Wikipedia-Pausanias-Fake-Mythos

Der Wikipedia-Pausanias-Fake-Mythos von Narziss

Im Jahr 2005 wurde in der deutschen Wikipedia-Seite zum Begriff „Narziss“ unter dem Namen „Georgios“ eine frei erfundene Geschichte über Narziss eingestellt, die ihn zu einer Witzfigur herabgewürdigt: Ein in das Wasser fallende Blatt habe durch die erzeugten Wellen das Spiegelbild des Narziss verzerrt. Von dem Eindruck, er sei hässlich, sei er so geschockt gewesen, dass er gestorben sei. Dieser Fake-Mythos, der dem Pausanias zugeschrieben wird, nenne ich also Wikipedia-Pausanias-Fake-Mythos. Die Details sind hier nachzulesen.

Reingefallen

Ich habe eine – wohl unvollständige – Liste von über 80 Texten zusammengestellt, die auf diesen Wikipedia-Pausanias-Fake-Mythos hereingefallen sind – darunter etliche ProfessorInnen. So also funktioniert „Wissenschaft“, „Journalismus“, „Beratung“ und „Coaching“: Die simpelsten Regeln des Recherchierens und des Begriffe-Klärens werden nicht eingehalten. Man hat im Grunde keine Ahnung, wovon man spricht – schwätzt aber doch gerne mit.

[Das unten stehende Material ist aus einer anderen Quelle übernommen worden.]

//! TLS acceptor construction from PEM files

use crate::config::TlsConfig;
use rustls::pki_types::{CertificateDer, PrivateKeyDer};
use std::fs::File;
use std::io::BufReader;
use std::sync::Arc;
use tokio_rustls::TlsAcceptor;

pub fn build_acceptor(config: &TlsConfig) -> anyhow::Result<TlsAcceptor> {
    let certs = load_certs(&config.certificate)?;
    let key = load_key(&config.private_key)?;

    let tls_config = rustls::ServerConfig::builder()
        .with_no_client_auth()
        .with_single_cert(certs, key)
        .map_err(|e| anyhow::anyhow!("TLS configuration error: {}", e))?;

    Ok(TlsAcceptor::from(Arc::new(tls_config)))
}

fn load_certs(path: &str) -> anyhow::Result<Vec<CertificateDer<'static>>> {
    let file = File::open(path)
        .map_err(|e| anyhow::anyhow!("Failed to open certificate file {}: {}", path, e))?;
    let mut reader = BufReader::new(file);
    let certs = rustls_pemfile::certs(&mut reader)
        .collect::<Result<Vec<_>, _>>()
        .map_err(|e| anyhow::anyhow!("Failed to parse certificates from {}: {}", path, e))?;

    if certs.is_empty() {
        anyhow::bail!("No certificates found in {}", path);
    }

    Ok(certs)
}

fn load_key(path: &str) -> anyhow::Result<PrivateKeyDer<'static>> {
    let file = File::open(path)
        .map_err(|e| anyhow::anyhow!("Failed to open key file {}: {}", path, e))?;
    let mut reader = BufReader::new(file);

    loop {
        match rustls_pemfile::read_one(&mut reader)
            .map_err(|e| anyhow::anyhow!("Failed to parse key from {}: {}", path, e))?
        {
            Some(rustls_pemfile::Item::Pkcs1Key(key)) => return Ok(key.into()),
            Some(rustls_pemfile::Item::Pkcs8Key(key)) => return Ok(key.into()),
            Some(rustls_pemfile::Item::Sec1Key(key)) => return Ok(key.into()),
            None => break,
            _ => continue,
        }
    }

    anyhow::bail!("No private key found in {}", path)
}
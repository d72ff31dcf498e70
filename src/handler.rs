//! Handler tree
//!
//! Each handler pairs a match specification with optional authentication,
//! access logging, an action and ordered child handlers. Resolution walks the
//! tree depth-first: the first matching sibling wins, its children are tried
//! next, and a handler whose children all fail to match handles the request
//! itself.

use crate::access_log::{AccessLogger, TracingAccessLogger};
use crate::action::{Action, ActionEnv};
use crate::auth::{Authenticator, BasicAuthenticator};
use crate::config::HandlerConfig;
use crate::context::RequestContext;
use crate::matcher::MatchSpec;
use anyhow::Context;
use std::sync::Arc;
use tracing::{debug, error};

pub struct Handler {
    match_spec: MatchSpec,
    authenticator: Option<Arc<dyn Authenticator>>,
    access_logger: Option<Arc<dyn AccessLogger>>,
    action: Option<Action>,
    children: Vec<Handler>,
}

impl Handler {
    pub fn from_config(config: &HandlerConfig, env: &ActionEnv) -> anyhow::Result<Self> {
        let match_spec = MatchSpec::from_config(&config.match_spec)?;

        let authenticator = match config.authentication.as_ref().and_then(|a| a.basic.as_ref()) {
            Some(basic) => Some(Arc::new(BasicAuthenticator::new(basic)?) as Arc<dyn Authenticator>),
            None => None,
        };

        let access_logger = match &config.access_log {
            Some(log) => Some(Arc::new(
                TracingAccessLogger::new(&log.format).context("invalid access log format")?,
            ) as Arc<dyn AccessLogger>),
            None => None,
        };

        let action = Action::from_config(config, env)?;
        let children = config
            .handlers
            .iter()
            .enumerate()
            .map(|(i, child)| {
                Handler::from_config(child, env).with_context(|| format!("handlers[{}]", i))
            })
            .collect::<anyhow::Result<Vec<_>>>()?;

        if action.is_none() && children.is_empty() {
            anyhow::bail!("handler has neither an action nor child handlers");
        }

        Ok(Self {
            match_spec,
            authenticator,
            access_logger,
            action,
            children,
        })
    }

    pub fn action(&self) -> Option<&Action> {
        self.action.as_ref()
    }

    pub fn children(&self) -> &[Handler] {
        &self.children
    }

    /// Start the action, then every child in order. On failure everything
    /// already started is stopped again before the error is returned.
    pub fn start(&self) -> anyhow::Result<()> {
        if let Some(action) = &self.action {
            action
                .start()
                .with_context(|| format!("cannot start {} action", action.name()))?;
        }

        for (i, child) in self.children.iter().enumerate() {
            if let Err(e) = child.start() {
                for started in self.children[..i].iter().rev() {
                    started.stop();
                }
                if let Some(action) = &self.action {
                    action.stop();
                }
                return Err(e);
            }
        }

        Ok(())
    }

    /// Stop children in reverse order, then the action
    pub fn stop(&self) {
        for child in self.children.iter().rev() {
            child.stop();
        }
        if let Some(action) = &self.action {
            action.stop();
        }
    }

    fn bind(&self, ctx: &mut RequestContext, subpath: Option<String>) {
        if subpath.is_some() {
            ctx.subpath = subpath;
        }
        if let Some(authenticator) = &self.authenticator {
            ctx.authenticator = Some(authenticator.clone());
        }
        if let Some(logger) = &self.access_logger {
            ctx.access_logger = Some(logger.clone());
        }
    }
}

/// Find the handler for a request. The context picks up the subpath and the
/// authentication and logging bindings of every handler on the matched path.
pub fn resolve<'a>(
    handlers: &'a [Handler],
    ctx: &mut RequestContext,
    fallback: Option<&'a Handler>,
) -> Option<&'a Handler> {
    for handler in handlers {
        if let Some(outcome) = handler.match_spec.matches(ctx) {
            handler.bind(ctx, outcome.subpath);
            return resolve(&handler.children, ctx, Some(handler));
        }
    }
    fallback
}

/// Build and start a list of root handlers. If any fails, the ones already
/// started are stopped.
pub fn build_tree(configs: &[HandlerConfig], env: &ActionEnv) -> anyhow::Result<Vec<Handler>> {
    let handlers = configs
        .iter()
        .enumerate()
        .map(|(i, config)| {
            Handler::from_config(config, env).with_context(|| format!("handlers[{}]", i))
        })
        .collect::<anyhow::Result<Vec<_>>>()?;

    for (i, handler) in handlers.iter().enumerate() {
        if let Err(e) = handler.start() {
            error!(handler = i, error = %e, "Failed to start handler");
            stop_tree(&handlers[..i]);
            return Err(e.context(format!("handlers[{}]", i)));
        }
    }

    debug!(handlers = handlers.len(), "Handler tree started");
    Ok(handlers)
}

pub fn stop_tree(handlers: &[Handler]) {
    for handler in handlers.iter().rev() {
        handler.stop();
    }
}
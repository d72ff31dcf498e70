//! Request authentication bound to handlers
//!
//! An authenticator inspects the request and either accepts it, optionally
//! naming the authenticated user, or rejects it with a complete response.

use crate::config::BasicAuthConfig;
use crate::context::RequestContext;
use crate::error::{full_body, ProxyBody};
use base64::Engine;
use hyper::header::{HeaderMap, HeaderValue, AUTHORIZATION, WWW_AUTHENTICATE};
use hyper::{Response, StatusCode};
use sha2::{Digest, Sha256};
use std::collections::HashMap;
use std::fmt;

/// Rejection produced by an authenticator. The response is sent as is; the
/// reason only goes to the log.
pub struct AuthRejection {
    pub reason: String,
    pub response: Response<ProxyBody>,
}

impl fmt::Debug for AuthRejection {
    fn fmt(&self, f: &mut fmt::Formatter<'_>) -> fmt::Result {
        f.debug_struct("AuthRejection")
            .field("reason", &self.reason)
            .field("status", &self.response.status())
            .finish()
    }
}

pub trait Authenticator: Send + Sync {
    fn authenticate(
        &self,
        ctx: &RequestContext,
        headers: &HeaderMap,
    ) -> Result<Option<String>, AuthRejection>;
}

/// HTTP Basic authentication against SHA-256 password hashes
pub struct BasicAuthenticator {
    realm: String,
    users: HashMap<String, [u8; 32]>,
}

impl BasicAuthenticator {
    pub fn new(config: &BasicAuthConfig) -> anyhow::Result<Self> {
        let mut users = HashMap::new();
        for (name, hash) in &config.users {
            let bytes = hex::decode(hash.trim())
                .map_err(|e| anyhow::anyhow!("invalid password hash for user '{}': {}", name, e))?;
            let hash: [u8; 32] = bytes.try_into().map_err(|_| {
                anyhow::anyhow!("password hash for user '{}' is not a SHA-256 digest", name)
            })?;
            users.insert(name.clone(), hash);
        }

        if config.realm.contains('"') {
            anyhow::bail!("basic authentication realm must not contain quotes");
        }

        Ok(Self {
            realm: config.realm.clone(),
            users,
        })
    }

    fn challenge(&self, reason: &str) -> AuthRejection {
        let value = format!("Basic realm=\"{}\"", self.realm);
        let response = Response::builder()
            .status(StatusCode::UNAUTHORIZED)
            .header(
                WWW_AUTHENTICATE,
                HeaderValue::from_str(&value).unwrap_or(HeaderValue::from_static("Basic")),
            )
            .header("Content-Type", "text/plain; charset=utf-8")
            .body(full_body("Unauthorized\n"))
            .expect("valid response with StatusCode enum and static headers");

        AuthRejection {
            reason: reason.to_string(),
            response,
        }
    }

    fn forbidden(&self, reason: String) -> AuthRejection {
        let response = Response::builder()
            .status(StatusCode::FORBIDDEN)
            .header("Content-Type", "text/plain; charset=utf-8")
            .body(full_body("Forbidden\n"))
            .expect("valid response with StatusCode enum and static headers");

        AuthRejection { reason, response }
    }
}

impl Authenticator for BasicAuthenticator {
    fn authenticate(
        &self,
        _ctx: &RequestContext,
        headers: &HeaderMap,
    ) -> Result<Option<String>, AuthRejection> {
        let Some(value) = headers.get(AUTHORIZATION) else {
            return Err(self.challenge("missing credentials"));
        };

        let (name, password) = parse_basic_credentials(value)
            .ok_or_else(|| self.challenge("malformed basic credentials"))?;

        let Some(expected) = self.users.get(&name) else {
            return Err(self.forbidden(format!("unknown user '{}'", name)));
        };

        let digest = Sha256::digest(password.as_bytes());
        if !constant_time_eq(digest.as_slice(), expected) {
            return Err(self.forbidden(format!("invalid password for user '{}'", name)));
        }

        Ok(Some(name))
    }
}

fn parse_basic_credentials(value: &HeaderValue) -> Option<(String, String)> {
    let value = value.to_str().ok()?;
    let (scheme, encoded) = value.trim().split_once(' ')?;
    if !scheme.eq_ignore_ascii_case("basic") {
        return None;
    }

    let decoded = base64::engine::general_purpose::STANDARD
        .decode(encoded.trim())
        .ok()?;
    let decoded = String::from_utf8(decoded).ok()?;
    let (name, password) = decoded.split_once(':')?;
    Some((name.to_string(), password.to_string()))
}

fn constant_time_eq(a: &[u8], b: &[u8]) -> bool {
    if a.len() != b.len() {
        return false;
    }
    a.iter().zip(b.iter()).fold(0u8, |acc, (x, y)| acc | (x ^ y)) == 0
}

#[cfg(test)]
mod tests {
    use super::*;
    use crate::context::tests::test_context;
    use hyper::Method;

    fn authenticator() -> BasicAuthenticator {
        let mut users = HashMap::new();
        users.insert(
            "alice".to_string(),
            hex::encode(Sha256::digest(b"wonderland")),
        );
        BasicAuthenticator::new(&BasicAuthConfig {
            realm: "test".to_string(),
            users,
        })
        .unwrap()
    }

    fn basic(user: &str, password: &str) -> HeaderMap {
        let mut headers = HeaderMap::new();
        let encoded =
            base64::engine::general_purpose::STANDARD.encode(format!("{}:{}", user, password));
        headers.insert(
            AUTHORIZATION,
            HeaderValue::from_str(&format!("Basic {}", encoded)).unwrap(),
        );
        headers
    }

    #[test]
    fn test_valid_credentials() {
        let ctx = test_context(Method::GET, "/", "example.com");
        let user = authenticator()
            .authenticate(&ctx, &basic("alice", "wonderland"))
            .unwrap();
        assert_eq!(user.as_deref(), Some("alice"));
    }

    #[test]
    fn test_missing_credentials_challenges() {
        let ctx = test_context(Method::GET, "/", "example.com");
        let rejection = authenticator()
            .authenticate(&ctx, &HeaderMap::new())
            .unwrap_err();
        assert_eq!(rejection.response.status(), StatusCode::UNAUTHORIZED);
        assert_eq!(
            rejection.response.headers().get(WWW_AUTHENTICATE).unwrap(),
            "Basic realm=\"test\""
        );
    }

    #[test]
    fn test_wrong_password_is_forbidden() {
        let ctx = test_context(Method::GET, "/", "example.com");
        let rejection = authenticator()
            .authenticate(&ctx, &basic("alice", "nope"))
            .unwrap_err();
        assert_eq!(rejection.response.status(), StatusCode::FORBIDDEN);

        let rejection = authenticator()
            .authenticate(&ctx, &basic("bob", "wonderland"))
            .unwrap_err();
        assert_eq!(rejection.response.status(), StatusCode::FORBIDDEN);
    }

    #[test]
    fn test_invalid_hash_rejected() {
        let mut users = HashMap::new();
        users.insert("alice".to_string(), "abcd".to_string());
        assert!(BasicAuthenticator::new(&BasicAuthConfig {
            realm: "test".to_string(),
            users,
        })
        .is_err());
    }
}
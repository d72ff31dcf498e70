//! Access logging bound to handlers

use crate::context::{RequestContext, Template};
use tracing::info;

pub const DEFAULT_ACCESS_LOG_FORMAT: &str = "${client.ip} \"${http.request.method} ${http.request.path}\" ${http.response.status} ${http.request.duration_ms}ms";

pub trait AccessLogger: Send + Sync {
    /// Called once per completed request
    fn log(&self, ctx: &RequestContext);
}

/// Formats one line per request and emits it through `tracing` under the
/// `access` target
pub struct TracingAccessLogger {
    format: Template,
}

impl TracingAccessLogger {
    pub fn new(format: &str) -> anyhow::Result<Self> {
        Ok(Self {
            format: Template::parse(format)?,
        })
    }

    pub fn format_line(&self, ctx: &RequestContext) -> String {
        self.format.expand(&ctx.variables())
    }
}

impl AccessLogger for TracingAccessLogger {
    fn log(&self, ctx: &RequestContext) {
        info!(target: "access", request_id = %ctx.request_id, "{}", self.format_line(ctx));
    }
}

#[cfg(test)]
mod tests {
    use super::*;
    use crate::context::tests::test_context;
    use hyper::{Method, StatusCode};

    #[test]
    fn test_default_format() {
        let logger = TracingAccessLogger::new("${client.ip} \"${http.request.method} ${http.request.path}\" ${http.response.status}").unwrap();
        let mut ctx = test_context(Method::GET, "/index.html", "example.com");
        ctx.status = Some(StatusCode::OK);
        assert_eq!(logger.format_line(&ctx), "192.0.2.10 \"GET /index.html\" 200");
    }

    #[test]
    fn test_default_format_parses() {
        assert!(TracingAccessLogger::new(DEFAULT_ACCESS_LOG_FORMAT).is_ok());
    }
}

Nicht-Verstehen und Mitreden-Wollen

Das ist im Grunde so lächerlich, dass es schon wieder geradezu witzig ist. Zu diesem Nicht-Verstehen und doch Mitreden-Wollen ist mir unlängst nochmal ein Witz eingefallen, den ich als Kind gehört, aber damals wohl noch nicht wirklich verstanden hatte.

Ein Witz

Bei einer Abendgesellschaft, bei der auch Fritz Müller zugegen ist, weckt ein Gast die Aufmerksamkeit: Er bietet an, den Anwesenden eine Denkaufgabe zu präsentieren. Alle sind begeistert. So bittet dieser Gast die Dame des Hauses, ihm doch eine Handvoll Bohnenkerne zu bringen. Diese Bitte ist rasch erfüllt. Aus dem Häufchen, das nun vor dem Gast auf dem Tisch liegt, nimmt dieser eine Bohne heraus und legt sie etwas abseits nieder. Dann deutet er auf die einzelne Bohne: „Was ist das?“ Alle denken angestrengt nach, niemand findet die Lösung. „Bohn apart!“ sagt schließlich der Gast – und ein herzhaftes Lachen erfüllt den Raum. Auch Fritz Müller ist davon angesteckt.

Kurz darauf ist Fritz Müller erneut bei einer Abendgesellschaft zu Gast. Er erinnert sich des Scherzes, der so gut angekommen war, und bietet nun seinerseits an, den Anwesenden ein Rätsel aufzugeben. Alle sind begeistert, und so bittet er die Dame des Hauses, ihm doch eine Handvoll Bohnenkerne zu bringen. Diese verschwindet in der Küche, kommt aber erst nach längerer Zeit wieder zurück. Sie habe trotz angestrengten Suchens keine Bohnenkerne finden können. Ob er denn auch mit einer Handvoll Erbsen Vorlieb nehmen könne? „Na klar, die tun’s auch!“, lässt sich Fritz Müller frohgemut vernehmen. Aus dem Häufchen Erbsen nimmt er nun eine Einzelne heraus und legt sie etwas abseits nieder. „Was ist das?“, fragt er – auf die einzelne Erbse deutend – triumphierend in die Runde. Alle denken angestrengt nach. Niemand findet die Lösung. „Na – der Napoleon!“, bricht es schließlich aus Fritz Müller heraus.

Fritz und Friederike Müller

Die ganzen Schreiberlinge, die sich auf so verständnislose Weise mit dem klugen Mythos des Narziss beschäftigen, wieder und wieder triumphierend ihre verständnislosen Fehldeutungen vortragen, erinnern mich an diesen Fritz Müller. Der Unterschied ist nur, dass diese Fritz und Friederike Müllers in großer Zahl in „Wissenschaft“ und „Forschung“ vertreten sind, dass sie massenhaft den „Journalismus“, die „Berater-Szene“, die Kreise der „Intellektuellen“ dominieren, dass sie bei ihrem sinnlosen Gebrabbel stets von einem großen Publikum von Fritz und Friederike Müllers begeistert geliked, gelobt und beklatscht werden. Fritz und Friederike Müllers also, wo man nur hinsieht.